Tristan Pitre, Berend Schneider, Eric Poisson

Abstract

We establish the dynamical instability of a static, spherically symmetric, and infinitesimally thin shell in general relativity. The shell is made up of a perfect fluid with a barotropic equation of state, and it produces a Schwarzschild spacetime in its exterior and a Minkowski spacetime in its interior. We reveal the existence of two modes with a purely imaginary frequency, one negative (which describes stable oscillations), the other positive (which describes an exponential growth); these modes occur for all sampled values of the shell's compactness and adiabatic index, and all sampled values of the multipolar order $\ell \geq 2$, in the even-parity sector of the perturbation. All other quasinormal modes describe damped oscillations. This study complements a recent analysis by Yang, Bonga, and Pen, which also concluded in a dynamical instability, but was limited by an eikonal approximation to small angular scales ($\ell \gg 1$); our treatment applies to all angular scales.
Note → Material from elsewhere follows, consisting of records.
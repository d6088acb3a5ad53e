//! Configuration for arena sizing and snapshot depth.
//!
//! Loaded from TOML; every field has a default, so an empty file is a valid
//! configuration.
//!
//! ```toml
//! snapshot_depth = 10
//!
//! [arena]
//! chunk_capacity = 8192
//! max_chunks = 4096
//! ```

use std::fs;
use std::path::Path;

use serde::{Deserialize, Serialize};

use crate::error::ConfigError;

/// Cells per arena chunk.
pub const DEFAULT_CHUNK_CAPACITY: usize = 8192;

/// Maximum chunks per arena.
pub const DEFAULT_MAX_CHUNKS: usize = 4096;

/// Levels per side printed by the driver binary.
pub const DEFAULT_SNAPSHOT_DEPTH: usize = 10;

fn default_chunk_capacity() -> usize {
    DEFAULT_CHUNK_CAPACITY
}

fn default_max_chunks() -> usize {
    DEFAULT_MAX_CHUNKS
}

fn default_snapshot_depth() -> usize {
    DEFAULT_SNAPSHOT_DEPTH
}

/// Sizing of one ledger arena.
#[derive(Debug, Clone, Copy, PartialEq, Eq, Serialize, Deserialize)]
pub struct ArenaConfig {
    /// Cells per chunk; must be a power of two
    #[serde(default = "default_chunk_capacity")]
    pub chunk_capacity: usize,

    /// Upper bound on chunks; `chunk_capacity * max_chunks` is the level cap
    #[serde(default = "default_max_chunks")]
    pub max_chunks: usize,
}

impl Default for ArenaConfig {
    fn default() -> Self {
        Self {
            chunk_capacity: DEFAULT_CHUNK_CAPACITY,
            max_chunks: DEFAULT_MAX_CHUNKS,
        }
    }
}

impl ArenaConfig {
    pub fn new(chunk_capacity: usize, max_chunks: usize) -> Self {
        Self {
            chunk_capacity,
            max_chunks,
        }
    }

    /// Maximum number of levels a ledger using this config can hold
    pub fn capacity(&self) -> usize {
        self.chunk_capacity.saturating_mul(self.max_chunks)
    }

    pub fn validate(&self) -> Result<(), ConfigError> {
        if self.chunk_capacity == 0 || !self.chunk_capacity.is_power_of_two() {
            return Err(ConfigError::Invalid(format!(
                "arena.chunk_capacity must be a non-zero power of two, got {}",
                self.chunk_capacity
            )));
        }
        if self.max_chunks == 0 {
            return Err(ConfigError::Invalid("arena.max_chunks must be non-zero".into()));
        }
        if self.capacity() > u32::MAX as usize {
            return Err(ConfigError::Invalid(format!(
                "arena capacity {} exceeds {} cells",
                self.capacity(),
                u32::MAX
            )));
        }
        Ok(())
    }
}

/// Top-level configuration.
#[derive(Debug, Clone, Copy, PartialEq, Eq, Serialize, Deserialize)]
pub struct BrokerConfig {
    #[serde(default)]
    pub arena: ArenaConfig,

    #[serde(default = "default_snapshot_depth")]
    pub snapshot_depth: usize,
}

impl Default for BrokerConfig {
    fn default() -> Self {
        Self {
            arena: ArenaConfig::default(),
            snapshot_depth: DEFAULT_SNAPSHOT_DEPTH,
        }
    }
}

impl BrokerConfig {
    /// Parse and validate a TOML document
    pub fn from_toml_str(content: &str) -> Result<Self, ConfigError> {
        let config: BrokerConfig = toml::from_str(content)?;
        config.validate()?;
        Ok(config)
    }

    /// Read, parse and validate a TOML file
    pub fn load_from_file<P: AsRef<Path>>(path: P) -> Result<Self, ConfigError> {
        let content = fs::read_to_string(path.as_ref())?;
        Self::from_toml_str(&content)
    }

    pub fn validate(&self) -> Result<(), ConfigError> {
        self.arena.validate()?;
        if self.snapshot_depth == 0 {
            return Err(ConfigError::Invalid("snapshot_depth must be non-zero".into()));
        }
        Ok(())
    }
}

// ============================================================================
// Unit Tests
// ============================================================================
The eigenvalue problem for the mode frequencies is formulated by introducing a perturbation of Minkowski spacetime, a perturbation of Schwarzschild spacetime, and a perturbation of the shell matter. The metric perturbations are governed by the Einstein field equations, and they are matched across the shell with the help of Israel's junction conditions. The matter perturbation is governed by the equations of fluid mechanics, and it produces a source term in the junction conditions. All calculations are carried out in full general relativity, but we also examine a nonrelativistic formulation of the problem; we show that a Newtonian shell also is necessarily unstable to a time-dependent perturbation. Our conclusion suggests that a compact object that features a thin shell at its surface will be dynamically unstable; this makes it nonviable as a model of black-hole mimicker.